Dans ce sens, la contribution de Raymond Douyère tente de fonder le débat sur une analyse des objectifs de l’ISF : moyen de discrimination des revenus, d’appréhension des facultés contributives et de contrôle des autres impôts, mais également des spécificités de l’œuvre d’art et des collectionneurs.
Reprenant les différents objectifs de l’ISF, il souligne :
- “Les œuvres d’art ne peuvent entrer dans la définition d’un capital productif de revenus, à moins que la détention d’œuvres d’art serve à des buts de spéculation. Dans ce cas, elle sera taxée au moment de la transaction”. Il rappelle à ce sujet que lors de l’adoption de l’impôt sur les grandes fortunes, en 1982, l’exonération des œuvres d’art avait été compensée par un doublement des taux de la taxe forfaitaire.
- “L’ISF a une fonction importante qui est de rentabiliser le capital [et donc] favorise une gestion plus productive des patrimoines. De ce point de vue, le caractère improductif des œuvres d’art ne semble pas en faire le meilleur placement”. Il est vrai que la plupart des études ou modèles comparatifs censés rendre compte à moyen ou long terme de la rentabilité des capitaux investis en œuvres d’art ne sont pas concluants sur ce point.

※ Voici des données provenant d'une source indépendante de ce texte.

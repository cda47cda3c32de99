use crate::utils::{Result, SheetTranslatorError};
use crate::workbook::{CellValue, FileKind, OtherValue, Sheet, Workbook};
use calamine::{open_workbook_auto, open_workbook_auto_from_rs, Data, Reader, Sheets};
use std::io::{Cursor, Read, Seek};
use std::path::Path;

/// Name given to the single sheet of a CSV file.
pub const CSV_SHEET_NAME: &str = "Sheet1";

pub fn open_path(path: &Path) -> Result<Workbook> {
    if !path.exists() {
        return Err(SheetTranslatorError::FileNotFound(path.display().to_string()));
    }

    let kind = FileKind::from_path(path)?;
    match kind {
        FileKind::Csv => {
            let file = std::fs::File::open(path)?;
            read_csv(file)
        }
        _ => {
            let sheets = open_workbook_auto(path).map_err(|e| {
                SheetTranslatorError::WorkbookError(format!(
                    "failed to open {}: {}",
                    path.display(),
                    e
                ))
            })?;
            read_sheets(sheets, kind)
        }
    }
}

pub fn open_bytes(bytes: Vec<u8>, kind: FileKind) -> Result<Workbook> {
    match kind {
        FileKind::Csv => read_csv(Cursor::new(bytes)),
        _ => {
            let sheets = open_workbook_auto_from_rs(Cursor::new(bytes)).map_err(|e| {
                SheetTranslatorError::WorkbookError(format!("failed to open workbook: {}", e))
            })?;
            read_sheets(sheets, kind)
        }
    }
}

fn read_sheets<RS: Read + Seek>(mut sheets: Sheets<RS>, kind: FileKind) -> Result<Workbook> {
    let mut workbook = Workbook::new(kind);

    for name in sheets.sheet_names() {
        let range = sheets.worksheet_range(&name).map_err(|e| {
            SheetTranslatorError::WorkbookError(format!("failed to read sheet '{}': {}", name, e))
        })?;

        let mut sheet = Sheet::new(name.as_str());
        // Ranges start at the first used cell, not at A1.
        let (row0, col0) = range.start().unwrap_or((0, 0));

        for (r, row) in range.rows().enumerate() {
            for (c, data) in row.iter().enumerate() {
                sheet.set_cell(row0 + r as u32, col0 + c as u32, cell_from_data(data));
            }
        }

        tracing::debug!(sheet = %name, cells = sheet.cell_count(), "Loaded sheet");
        workbook.add_sheet(sheet);
    }

    Ok(workbook)
}

fn cell_from_data(data: &Data) -> CellValue {
    match data {
        Data::Empty => CellValue::Empty,
        Data::String(s) => CellValue::Text(s.clone()),
        Data::Int(i) => CellValue::Other(OtherValue::Number(*i as f64)),
        Data::Float(f) => CellValue::Other(OtherValue::Number(*f)),
        Data::Bool(b) => CellValue::Other(OtherValue::Bool(*b)),
        Data::DateTime(dt) => CellValue::Other(OtherValue::DateTime(dt.as_f64())),
        Data::DateTimeIso(s) | Data::DurationIso(s) => {
            CellValue::Other(OtherValue::Literal(s.clone()))
        }
        Data::Error(e) => CellValue::Other(OtherValue::Error(e.to_string())),
    }
}

fn read_csv<R: Read>(source: R) -> Result<Workbook> {
    let mut reader = csv::ReaderBuilder::new()
        .has_headers(false)
        .flexible(true)
        .from_reader(source);

    let mut sheet = Sheet::new(CSV_SHEET_NAME);
    for (r, record) in reader.records().enumerate() {
        let record = record?;
        for (c, field) in record.iter().enumerate() {
            if !field.is_empty() {
                sheet.set_cell(r as u32, c as u32, CellValue::text(field));
            }
        }
    }

    let mut workbook = Workbook::new(FileKind::Csv);
    workbook.add_sheet(sheet);
    Ok(workbook)
}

- Enfin, en matière de contrôle, il est clair que les œuvres d’art, plus que les autres biens, sont facilement dissimulables.
La question, pour Raymond Douyère, revient à concilier la justice fiscale sans pour autant décourager la constitution de collections privées, essentielle à la préservation et à l’enrichissement du patrimoine national, dont l’ensemble des rapports a souligné qu’il était également un objectif essentiel.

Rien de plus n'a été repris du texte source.